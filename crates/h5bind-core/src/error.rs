use std::path::PathBuf;

use thiserror::Error;

#[derive(Error, Debug)]
pub enum CoreError {
    #[error("Type '{0}' is already registered")]
    DuplicateType(String),

    #[error("Type '{0}' is not registered")]
    UnknownType(String),

    #[error(
        "{} compiler error(s) were encountered when parsing {}:\n{}",
        diagnostics.len(),
        file.display(),
        diagnostics.join("\n")
    )]
    FrontEndParse {
        file: PathBuf,
        diagnostics: Vec<String>,
    },

    #[error("Aborted after severe log message: {0}")]
    FatalLog(String),

    #[error("Invalid declaration: {0}")]
    InvalidDeclaration(String),

    #[error("Member '{member}' appears outside of any struct, class, union or enum")]
    DetachedMember { member: String },

    #[error("Configuration error: {0}")]
    Config(String),

    #[error("IO error: {0}")]
    Io(#[from] std::io::Error),

    #[error("Declaration tree is not valid JSON: {0}")]
    Json(#[from] serde_json::Error),

    #[error("Configuration is not valid TOML: {0}")]
    Toml(#[from] toml::de::Error),
}

impl CoreError {
    /// Whether the error came from the front-end rejecting the translation unit
    pub fn is_front_end_error(&self) -> bool {
        matches!(self, CoreError::FrontEndParse { .. })
    }
}
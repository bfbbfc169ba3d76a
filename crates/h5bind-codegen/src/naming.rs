//! Names of everything the generator writes: binding classes, their
//! namespaces, dependent-instance variables and the output files.

use std::path::{Path, PathBuf};

use h5bind_core::qualified_name::{sanitize_identifier, QualifiedName};

pub const BINDING_SUFFIX: &str = "DxTransform";
pub const NAMESPACE_SUFFIX: &str = "_Dx";
pub const BASE_CLASS: &str = "DxTransform::DxTransformBase";
pub const BASE_HEADER: &str = "DxTransformBase.h";

/// HDF5 datatype class a binding populates
#[derive(Debug, Clone, Copy, PartialEq, Eq)]
pub enum H5Category {
    Enum,
    Compound,
}

impl H5Category {
    pub fn as_str(self) -> &'static str {
        match self {
            H5Category::Enum => "H5::EnumType",
            H5Category::Compound => "H5::CompType",
        }
    }
}

/// `C` becomes `CDxTransform`
pub fn binding_class_name(name: &QualifiedName) -> String {
    format!("{}{}", sanitize_identifier(name.type_name()), BINDING_SUFFIX)
}

/// One block per enclosing scope, outermost first: `A::B::C` gives
/// `["A_Dx", "B_Dx"]`
pub fn namespace_blocks(name: &QualifiedName) -> Vec<String> {
    name.namespaces()
        .iter()
        .map(|ns| format!("{}{}", sanitize_identifier(ns), NAMESPACE_SUFFIX))
        .collect()
}

/// Fully qualified reference to a binding class, usable from any namespace
pub fn qualified_binding_name(name: &QualifiedName) -> String {
    let mut qualified = String::new();
    for block in namespace_blocks(name) {
        qualified.push_str("::");
        qualified.push_str(&block);
    }
    qualified.push_str("::");
    qualified.push_str(&binding_class_name(name));
    qualified
}

/// Local holding a dependent type's binding instance inside a constructor
pub fn dependent_variable(name: &QualifiedName) -> String {
    format!("zzz_{}_dx", name.sanitized())
}

pub fn base_class(name: &QualifiedName, category: H5Category) -> String {
    format!("{}<{}, {}>", BASE_CLASS, name.as_str(), category.as_str())
}

/// Stem generated files are named after: `sample` for `/src/sample.h`
pub fn source_stem(path: &Path) -> Option<String> {
    let file_name = path.file_name()?.to_str()?;
    let stem = file_name.split('.').next().unwrap_or(file_name);
    (!stem.is_empty()).then(|| stem.to_string())
}

pub fn generated_header_name(stem: &str) -> String {
    format!("{}_{}.h", stem, BINDING_SUFFIX)
}

pub fn generated_source_name(stem: &str) -> String {
    format!("{}_{}.cpp", stem, BINDING_SUFFIX)
}

pub fn include_guard(stem: &str) -> String {
    format!("{}_DX_TRANSFORM_H", sanitize_identifier(stem).to_uppercase())
}

pub fn header_path(output_dir: &Path, stem: &str) -> PathBuf {
    output_dir.join(generated_header_name(stem))
}

pub fn source_path(output_dir: &Path, stem: &str) -> PathBuf {
    output_dir.join(generated_source_name(stem))
}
+===+
» **ACTION ITEM**
Copy every record once more, exactly as given.

» **SOLUTION TO THIS EXERCISE**
filename crates/h5bind-core/src/error.rs
use std::path::PathBuf;

use thiserror::Error;

#[derive(Error, Debug)]
pub enum CoreError {
    #[error("Type '{0}' is already registered")]
    DuplicateType(String),

    #[error("Type '{0}' is not registered")]
    UnknownType(String),

    #[error(
        "{} compiler error(s) were encountered when parsing {}:\n{}",
        diagnostics.len(),
        file.display(),
        diagnostics.join("\n")
    )]
    FrontEndParse {
        file: PathBuf,
        diagnostics: Vec<String>,
    },

    #[error("Aborted after severe log message: {0}")]
    FatalLog(String),

    #[error("Invalid declaration: {0}")]
    InvalidDeclaration(String),

    #[error("Member '{member}' appears outside of any struct, class, union or enum")]
    DetachedMember { member: String },

    #[error("Configuration error: {0}")]
    Config(String),

    #[error("IO error: {0}")]
    Io(#[from] std::io::Error),

    #[error("Declaration tree is not valid JSON: {0}")]
    Json(#[from] serde_json::Error),

    #[error("Configuration is not valid TOML: {0}")]
    Toml(#[from] toml::de::Error),
}

impl CoreError {
    /// Whether the error came from the front-end rejecting the translation unit
    pub fn is_front_end_error(&self) -> bool {
        matches!(self, CoreError::FrontEndParse { .. })
    }
}
repository bfbbfc169ba3d76a
filename crates/h5bind-codegen/src/naming.rs
//! Names of everything the generator writes: binding classes, their
//! namespaces, dependent-instance variables and the output files.

use std::path::{Path, PathBuf};

use h5bind_core::qualified_name::{sanitize_identifier, QualifiedName};

pub const BINDING_SUFFIX: &str = "DxTransform";
pub const NAMESPACE_SUFFIX: &str = "_Dx";
pub const BASE_CLASS: &str = "DxTransform::DxTransformBase";
pub const BASE_HEADER: &str = "DxTransformBase.h";

/// HDF5 datatype class a binding populates
#[derive(Debug, Clone, Copy, PartialEq, Eq)]
pub enum H5Category {
    Enum,
    Compound,
}

impl H5Category {
    pub fn as_str(self) -> &'static str {
        match self {
            H5Category::Enum => "H5::EnumType",
            H5Category::Compound => "H5::CompType",
        }
    }
}

/// `C` becomes `CDxTransform`
pub fn binding_class_name(name: &QualifiedName) -> String {
    format!("{}{}", sanitize_identifier(name.type_name()), BINDING_SUFFIX)
}

/// One block per enclosing scope, outermost first: `A::B::C` gives
/// `["A_Dx", "B_Dx"]`
pub fn namespace_blocks(name: &QualifiedName) -> Vec<String> {
    name.namespaces()
        .iter()
        .map(|ns| format!("{}{}", sanitize_identifier(ns), NAMESPACE_SUFFIX))
        .collect()
}

/// Fully qualified reference to a binding class, usable from any namespace
pub fn qualified_binding_name(name: &QualifiedName) -> String {
    let mut qualified = String::new();
    for block in namespace_blocks(name) {
        qualified.push_str("::");
        qualified.push_str(&block);
    }
    qualified.push_str("::");
    qualified.push_str(&binding_class_name(name));
    qualified
}

/// Local holding a dependent type's binding instance inside a constructor
pub fn dependent_variable(name: &QualifiedName) -> String {
    format!("zzz_{}_dx", name.sanitized())
}

pub fn base_class(name: &QualifiedName, category: H5Category) -> String {
    format!("{}<{}, {}>", BASE_CLASS, name.as_str(), category.as_str())
}

/// Stem generated files are named after: `sample` for `/src/sample.h`
pub fn source_stem(path: &Path) -> Option<String> {
    let file_name = path.file_name()?.to_str()?;
    let stem = file_name.split('.').next().unwrap_or(file_name);
    (!stem.is_empty()).then(|| stem.to_string())
}

pub fn generated_header_name(stem: &str) -> String {
    format!("{}_{}.h", stem, BINDING_SUFFIX)
}

pub fn generated_source_name(stem: &str) -> String {
    format!("{}_{}.cpp", stem, BINDING_SUFFIX)
}

pub fn include_guard(stem: &str) -> String {
    format!("{}_DX_TRANSFORM_H", sanitize_identifier(stem).to_uppercase())
}

pub fn header_path(output_dir: &Path, stem: &str) -> PathBuf {
    output_dir.join(generated_header_name(stem))
}

pub fn source_path(output_dir: &Path, stem: &str) -> PathBuf {
    output_dir.join(generated_source_name(stem))
}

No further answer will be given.